Page 1 of 1

Nationality Field

Posted: Sun Mar 27, 2011 11:17 am
by gardano
I'm parsing all nationalities in order to allow filtering by nationality, and it seems to me that this field could use some clean-up (unless I'm not understanding the current uses of this field). Here's what I get:

As you can see, in many instances, a nationality has
* Nationality
* Nationality + 'people'
* Nationality [pluralized]

It certainly would make my life easier if each nationality were presented as either the proper name of the country/region ("Germany") or the name as adjective ("German").

Comments?

'Albanian'
'Algerians'
'American people'
'American'
'Americans'
'Argentinian'
'Argentinians'
'Armenians'
'Australian people'
'Australian'
'Australians'
'Austrian'
'Austrians'
'Basques'
'Belgian'
'Belgians'
'Bosnian'
'Brazilian'
'Brazilians'
'British'
'Britishs'
'Bulgarians'
'Canadian'
'Canadians'
'Catalan'
'Catalans'
'Chilean'
'Chileans'
'Chineses'
'Colombians'
'Croatian'
'Croatians'
'Cubans'
'Czech people'
'Czech'
'Czechs'
'Danish people'
'Danish'
'Danishs'
'Dutch people'
'Dutch'
'Dutchs'
'Dutchs'
'Ecuadorian'
'Egyptians'
'English people'
'English'
'Englishs '
'Englishs'
'Estonians'
'Filipinos'
'Finnish'
'Finnishs'
'French People'
'French people'
'French'
'Frenchs'
'Georgians'
'German people'
'German'
'Germans'
'Germans'
'Greeks'
'Guatemalan'
'Haitians'
'Hawaiians'
'Hungarian people'
'Hungarian'
'Hungarians'
'Icelandics'
'Indian'
'Indians'
'Iranian'
'Irish'
'Irishs'
'Israelis'
'Italian people'
'Italian'
'Italians'
'Japanese'
'Japaneses'
'Latvian'
'Latvians'
'Liechtensteinian'
'Lithuanian'
'Lithuanians'
'Malteses'
'Mexican'
'Mexicans'
'Monegasques'
'Norwegian'
'Norwegians'
'Paraguayans'
'Peruvians'
'Polish people'
'Polish'
'Polishs'
'Portuguese'
'Portugueses'
'Puerto Ricans'
'Romanian'
'Romanians'
'Russian'
'Russians'
'Scottish'
'Scottishs'
'Serbian'
'Serbians'
'Slovakians'
'Slovenian'
'Slovenians'
'Soviet'
'Soviets'
'Spanish'
'Spanishs'
'Swedish'
'Swedishs'
'Swiss people'
'Swiss'
'Swisss'
'Turkishs'
'Ukrainian'
'Ukrainians'
'Uruguayans'
'Venezuelan'
'Venezuelans'
'Welsh'
'Welshs'

Re: Nationality Field

Posted: Sun Mar 27, 2011 4:22 pm
by KGill
That's very strange - I've never seen anything like many of the examples you gave.
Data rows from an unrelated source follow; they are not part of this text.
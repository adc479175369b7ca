//! Credential values extracted from an `Authorization` header.

use std::collections::BTreeMap;
use std::fmt;

use crate::secret::Secret;

/// Credentials parsed from a single request's `Authorization` header.
///
/// Values are owned by one evaluation and dropped when it finishes. Secret
/// parts are wrapped in [`Secret`], so `Debug` output is safe to log.
///
/// # Examples
///
/// ```
/// use http_auth_gate::{extract, Credentials};
///
/// let extracted = extract(Some("Basic Zm9vOmJhcg==")).unwrap();
/// match extracted.credentials {
///     Credentials::Basic { username, password } => {
///         assert_eq!(username, "foo");
///         assert_eq!(password.expose_secret(), "bar");
///     }
///     other => panic!("unexpected {:?}", other),
/// }
/// ```
pub enum Credentials {
    /// `Basic` username and password.
    Basic {
        /// Decoded user id, everything before the first `:`.
        username: String,
        /// Decoded password, everything after the first `:`.
        password: Secret<String>,
    },
    /// `Bearer` token.
    Bearer {
        /// The token text.
        token: Secret<String>,
    },
    /// Any other scheme, including `Digest`.
    Generic {
        /// Lowercase scheme name.
        scheme: String,
        /// The parsed remainder of the header.
        payload: Payload,
    },
}

impl Credentials {
    /// Returns the lowercase scheme these credentials were presented with.
    pub fn scheme(&self) -> &str {
        match self {
            Credentials::Basic { .. } => "basic",
            Credentials::Bearer { .. } => "bearer",
            Credentials::Generic { scheme, .. } => scheme,
        }
    }

    /// Returns the identity to record on success.
    ///
    /// Only Basic credentials carry one.
    pub fn principal(&self) -> Option<&str> {
        match self {
            Credentials::Basic { username, .. } => Some(username),
            _ => None,
        }
    }
}

impl fmt::Debug for Credentials {
    fn fmt(&self, f: &mut fmt::Formatter<'_>) -> fmt::Result {
        match self {
            Credentials::Basic { username, password } => f
                .debug_struct("Basic")
                .field("username", username)
                .field("password", password)
                .finish(),
            Credentials::Bearer { token } => {
                f.debug_struct("Bearer").field("token", token).finish()
            }
            // Generic payloads are opaque to us and may hold anything; only
            // the shape is shown.
            Credentials::Generic { scheme, payload } => f
                .debug_struct("Generic")
                .field("scheme", scheme)
                .field("payload", &payload.shape())
                .finish(),
        }
    }
}

/// Payload of a generic (non-Basic, non-Bearer) scheme.
#[derive(Clone, PartialEq, Eq)]
pub enum Payload {
    /// A single token without any `=`, e.g. `Token 4t0k3n`.
    Opaque(String),
    /// `key=value` / `key="value"` pairs, e.g. Digest parameters.
    Params(BTreeMap<String, String>),
}

impl Payload {
    /// Returns the opaque text, if this is the opaque form.
    pub fn as_opaque(&self) -> Option<&str> {
        match self {
            Payload::Opaque(s) => Some(s),
            Payload::Params(_) => None,
        }
    }

    /// Returns the parameter map, if this is the key-value form.
    pub fn as_params(&self) -> Option<&BTreeMap<String, String>> {
        match self {
            Payload::Opaque(_) => None,
            Payload::Params(map) => Some(map),
        }
    }

    /// Looks up a single parameter. Always `None` for the opaque form.
    pub fn get(&self, key: &str) -> Option<&str> {
        self.as_params()
            .and_then(|map| map.get(key))
            .map(String::as_str)
    }

    fn shape(&self) -> PayloadShape<'_> {
        PayloadShape(self)
    }
}

impl fmt::Debug for Payload {
    fn fmt(&self, f: &mut fmt::Formatter<'_>) -> fmt::Result {
        self.shape().fmt(f)
    }
}

struct PayloadShape<'a>(&'a Payload);

impl fmt::Debug for PayloadShape<'_> {
    fn fmt(&self, f: &mut fmt::Formatter<'_>) -> fmt::Result {
        match self.0 {
            Payload::Opaque(_) => f.write_str("Opaque([REDACTED])"),
            Payload::Params(map) => f.debug_set().entries(map.keys()).finish(),
        }
    }
}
There should be one of three forms given: the old one ('Austrian composers'), the new correct one ('Austrian'), and an alternate form that appears on only a few pages ('Austrian people'). There shouldn't be any pages whatsoever with (to continue the example) 'Austrians' or 'Austria'. Could you give a few specific examples of composer pages with one of those forms?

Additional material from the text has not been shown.